The cv::Mat data structure is essentially made up of two parts: a header and a data block. The header contains all the information associated with the matrix (size, number of channels, data type, and so on). The previous recipe showed you how to access some of the attributes of this structure contained in its header (for example, by using cols, rows, or channels). The data block holds all the pixel values of an image. The header contains a pointer variable that points to this data block; it is the data attribute. An important property of the cv::Mat data structure is the fact that the memory block is only copied when explicitly requested for. Indeed, most operations will simply copy the cv::Mat header such that multiple objects will point to the same data block at the same time. This memory management model makes your applications more efficient while avoiding memory leaks, but its consequences have to be understood. The examples of this recipe illustrate this fact.

By default, the cv::Mat objects have a zero size when they are created, but you can also specify an initial size as follows:

// create a new image made of 240 rows and 320 columns
cv::Mat image1(240,320,CV_8U,100);

In this case, you also need to specify the type of each matrix element; CV_8U here, which corresponds to 1-byte pixel images. The letter U means it is unsigned. You can also declare signed numbers by using the letter S. For a color image, you would specify three channels (CV_8UC3). You can also declare integers (signed or unsigned) of size 16 and 32 (for example, CV_16SC3). You also have access to 32-bit and 64-bit floating-point numbers (for example, CV_32F).

Each element of an image (or a matrix) can be composed of more than one value (for example, the three channels of a color image); therefore, OpenCV has introduced a simple data structure that is used when pixel values are passed to functions. It is the cv::Scalar structure, which is generally used to hold one value or three values. For example, to create a color image initialized with red pixels, you will write the following code:

// create a red color image
// channel order is BGR
cv::Mat image2(240,320,CV_8UC3,cv::Scalar(0,0,255));

Similarly, the initialization of the gray-level image could also have been done using this structure by writing cv::Scalar(100).

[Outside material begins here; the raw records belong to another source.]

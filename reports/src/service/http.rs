//! HTTP implementation of the Report Service.

use super::{CreatedReport, NewReport, ReportService, ServiceFuture, ServiceResult};
use crate::error::ServiceError;
use crate::types::{Report, ReportChanges, ReportId, ReportStatus, UserId};
use reqwest::{Client, Method, RequestBuilder, Response, StatusCode, Url};
use serde::de::DeserializeOwned;
use serde::{Deserialize, Serialize};
use std::time::Duration;

#[derive(Deserialize)]
struct ReportsEnvelope {
    reports: Vec<Report>,
}

#[derive(Deserialize)]
#[serde(rename_all = "camelCase")]
struct CreateResponse {
    new_report: CreatedReport,
}

#[derive(Serialize)]
struct StatusBody {
    status: ReportStatus,
}

#[derive(Deserialize)]
struct ErrorBody {
    message: Option<String>,
    error: Option<String>,
}

/// Build the HTTP client, honouring an optional request timeout
pub(crate) fn build_client(timeout: Option<Duration>) -> ServiceResult<Client> {
    let builder = Client::builder();
    let builder = match timeout {
        Some(timeout) => builder.timeout(timeout),
        None => builder,
    };
    builder
        .build()
        .map_err(|e| ServiceError::Transport(e.to_string()))
}

/// Message carried by an error response
///
/// The body's `message` field, else its `error` field, else the raw body,
/// else `fallback`.
async fn error_message(response: Response, fallback: &str) -> String {
    let body = response.text().await.unwrap_or_default();
    serde_json::from_str::<ErrorBody>(&body)
        .ok()
        .and_then(|parsed| parsed.message.or(parsed.error))
        .or_else(|| (!body.trim().is_empty()).then(|| body.clone()))
        .unwrap_or_else(|| fallback.to_string())
}

/// Turn a non-success response into a [`ServiceError::Rejected`]
pub(crate) async fn rejection(status: StatusCode, response: Response, fallback: &str) -> ServiceError {
    ServiceError::Rejected {
        status: status.as_u16(),
        message: error_message(response, fallback).await,
    }
}

pub(crate) async fn decode<T: DeserializeOwned>(response: Response) -> ServiceResult<T> {
    response
        .json::<T>()
        .await
        .map_err(|e| ServiceError::Decode(e.to_string()))
}

/// Send `request`, accepting only `expected` as success
async fn send_expecting(request: RequestBuilder, expected: StatusCode) -> ServiceResult<Response> {
    let response = request
        .send()
        .await
        .map_err(|e| ServiceError::Transport(e.to_string()))?;
    metrics::counter!("reports.http.responses", "status" => response.status().as_u16().to_string())
        .increment(1);

    match response.status() {
        status if status == expected => Ok(response),
        StatusCode::UNAUTHORIZED => {
            let message = error_message(response, "Unauthorized").await;
            tracing::warn!(%message, "Report Service refused the session token");
            Err(ServiceError::Unauthorized { message })
        },
        status => {
            let error = rejection(status, response, status.canonical_reason().unwrap_or("Request failed")).await;
            tracing::warn!(status = status.as_u16(), error = %error, "Report Service rejected request");
            Err(error)
        },
    }
}

/// Report Service client over HTTP
///
/// Paths follow the service's routes: `/reports` for the full collection,
/// `/report/{userId}` for one submitter's reports and `/report/{id}` for
/// single-report mutations.
#[derive(Clone, Debug)]
pub struct HttpReportService {
    client: Client,
    api_url: String,
    token: Option<String>,
}

impl HttpReportService {
    /// Create a client with the transport's default timeout
    #[must_use]
    pub fn new(api_url: impl Into<String>) -> Self {
        Self {
            client: Client::new(),
            api_url: api_url.into().trim_end_matches('/').to_string(),
            token: None,
        }
    }

    /// Create a client with an optional request timeout
    ///
    /// # Errors
    ///
    /// Returns [`ServiceError::Transport`] if the HTTP client cannot be built
    pub fn with_timeout(api_url: impl Into<String>, timeout: Option<Duration>) -> ServiceResult<Self> {
        Ok(Self {
            client: build_client(timeout)?,
            ..Self::new(api_url)
        })
    }

    /// Attach a bearer token to every request
    #[must_use]
    pub fn with_token(mut self, token: impl Into<String>) -> Self {
        self.token = Some(token.into());
        self
    }

    /// Base URL extended with `segments`, each percent-encoded as one path segment
    fn endpoint(&self, segments: &[&str]) -> ServiceResult<Url> {
        let mut url = Url::parse(&self.api_url)
            .map_err(|e| ServiceError::Transport(format!("Invalid API URL {}: {e}", self.api_url)))?;
        url.path_segments_mut()
            .map_err(|()| ServiceError::Transport(format!("API URL {} cannot carry a path", self.api_url)))?
            .pop_if_empty()
            .extend(segments);
        Ok(url)
    }

    fn request(&self, method: Method, segments: &[&str]) -> ServiceResult<RequestBuilder> {
        let request = self.client.request(method, self.endpoint(segments)?);
        Ok(match &self.token {
            Some(token) => request.bearer_auth(token),
            None => request,
        })
    }

    fn fetch(&self, segments: &[&str]) -> ServiceFuture<Vec<Report>> {
        let request = self.request(Method::GET, segments);
        Box::pin(async move {
            let response = send_expecting(request?, StatusCode::OK).await?;
            let envelope: ReportsEnvelope = decode(response).await?;
            tracing::debug!(count = envelope.reports.len(), "Fetched reports");
            Ok(envelope.reports)
        })
    }
}

impl ReportService for HttpReportService {
    fn fetch_all(&self) -> ServiceFuture<Vec<Report>> {
        self.fetch(&["reports"])
    }

    fn fetch_for_user(&self, user_id: &UserId) -> ServiceFuture<Vec<Report>> {
        self.fetch(&["report", user_id.as_str()])
    }

    fn create(&self, report: &NewReport) -> ServiceFuture<CreatedReport> {
        let request = self.request(Method::POST, &["report"]).map(|r| r.json(report));
        Box::pin(async move {
            let response = send_expecting(request?, StatusCode::CREATED).await?;
            let created: CreateResponse = decode(response).await?;
            tracing::debug!(report_id = %created.new_report.id, "Report created");
            Ok(created.new_report)
        })
    }

    fn update(&self, id: &ReportId, changes: &ReportChanges) -> ServiceFuture<()> {
        let request = self
            .request(Method::PATCH, &["report", id.as_str()])
            .map(|r| r.json(changes));
        Box::pin(async move {
            send_expecting(request?, StatusCode::OK).await?;
            Ok(())
        })
    }

    fn set_status(&self, id: &ReportId, status: ReportStatus) -> ServiceFuture<()> {
        let request = self
            .request(Method::PUT, &["report", id.as_str()])
            .map(|r| r.json(&StatusBody { status }));
        Box::pin(async move {
            send_expecting(request?, StatusCode::OK).await?;
            Ok(())
        })
    }

    fn delete(&self, id: &ReportId) -> ServiceFuture<()> {
        let request = self.request(Method::DELETE, &["report", id.as_str()]);
        Box::pin(async move {
            send_expecting(request?, StatusCode::OK).await?;
            Ok(())
        })
    }
}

The image size also often needs to be passed to functions. We have already mentioned that the cols and rows attributes can be used to get the dimensions of a cv::Mat instance. The size information can also be provided through the cv::Size structure that simply contains the height and width of the matrix. The size() method allows you to obtain the current matrix size. This is the format that is used in many methods where a matrix size must be specified.

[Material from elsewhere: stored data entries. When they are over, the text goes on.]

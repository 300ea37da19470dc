//! State owned by one mounted report view.

use crate::error::SyncError;
use crate::filter::project;
use crate::forms::{EditForm, ReportDraft};
use crate::store::ReportStore;
use crate::types::{Report, ReportId, StatusFacet};
use std::collections::HashSet;

/// Severity of a notification
#[derive(Debug, Clone, Copy, PartialEq, Eq)]
pub enum NotificationLevel {
    /// Operation confirmed
    Success,
    /// Operation refused or failed
    Error,
}

/// Transient message for the user
#[derive(Debug, Clone, PartialEq, Eq)]
pub struct Notification {
    /// Handle for dismissal
    pub id: u64,
    /// Severity
    pub level: NotificationLevel,
    /// Text shown to the user
    pub message: String,
}

/// Report view state
#[derive(Debug, Clone, Default)]
pub struct ReportsState {
    /// Reports known to the view
    pub reports: ReportStore,
    /// View filter search term
    pub search_term: String,
    /// View filter status facet
    pub status_facet: StatusFacet,
    /// Creation form
    pub draft: ReportDraft,
    /// A creation request is outstanding
    pub submitting: bool,
    /// Open edit form, if any
    pub editing: Option<EditForm>,
    /// Reports with a mutation outstanding
    pub in_flight: HashSet<ReportId>,
    /// A fetch is outstanding
    pub loading: bool,
    /// Why the last fetch failed (cleared by a successful one)
    pub load_error: Option<String>,
    /// A location lookup is outstanding
    pub locating: bool,
    /// Why the last location lookup failed
    pub location_error: Option<String>,
    /// Last refused or failed operation
    pub last_error: Option<SyncError>,
    /// Notifications not yet dismissed, oldest first
    pub notifications: Vec<Notification>,
    next_notification: u64,
}

impl ReportsState {
    /// Reports passing the current search term and status facet
    #[must_use]
    pub fn visible_reports(&self) -> Vec<&Report> {
        project(&self.reports, &self.search_term, self.status_facet)
    }

    /// Whether a mutation of `id` is outstanding
    #[must_use]
    pub fn is_busy(&self, id: &ReportId) -> bool {
        self.in_flight.contains(id)
    }

    /// Most recent notification
    #[must_use]
    pub fn latest_notification(&self) -> Option<&Notification> {
        self.notifications.last()
    }

    pub(crate) fn push_notification(&mut self, level: NotificationLevel, message: impl Into<String>) -> u64 {
        self.next_notification += 1;
        let id = self.next_notification;
        self.notifications.push(Notification {
            id,
            level,
            message: message.into(),
        });
        id
    }

    pub(crate) fn dismiss_notification(&mut self, id: u64) {
        self.notifications.retain(|n| n.id != id);
    }
}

For example, an image could be created as follows:

// create a non-initialized color image 
cv::Mat image2(cv::Size(320,240),CV_8UC3);

The data block of an image can always be allocated or re-allocated using the create method. When an image has been previously allocated, its old content is de-allocated first. For reasons of efficiency, if the new proposed size and type matches the already existing size and type, then no new memory allocation is performed:

// re-allocate a new image
// (only if size or type are different)
image1.create(200,200,CV_8U);

When no more references point to a given cv::Mat object, the allocated memory is automatically released. This is very convenient because it avoids the common memory leak problems often associated with dynamic memory allocation in C++. This is a key mechanism in OpenCV 2 that is accomplished by having the cv::Mat class implement reference counting and shallow copy. Therefore, when an image is assigned to another one, the image data (that is, the pixels) is not copied; both the images will point to the same memory block. This also applies to images passed by value or returned by value. A reference count is kept such that the memory will be released only when all the references to the image will be destructed or assigned to another image:

// all these images point to the same data block
cv::Mat image4(image3);
image1= image3;

Any transformation applied to one of the preceding images will also affect the other images. If you wish to create a deep copy of the content of an image, use the copyTo method. In that case, the create method is called on the destination image. Another method that produces a copy of an image is the clone method, which creates a new identical image as follows:

// these images are new copies of the source image
image3.copyTo(image2);
cv::Mat image5= image3.clone();

If you need to copy an image into another image that does not necessarily have the same data type, you have to use the convertTo method:

// convert the image into a floating point image [0,1]
image1.convertTo(image2,CV_32F,1/255.0,0.0);

In this example, the source image is copied into a floating-point image. The method includes two optional parameters: a scaling factor and an offset. Note that both the images must, however, have the same number of channels.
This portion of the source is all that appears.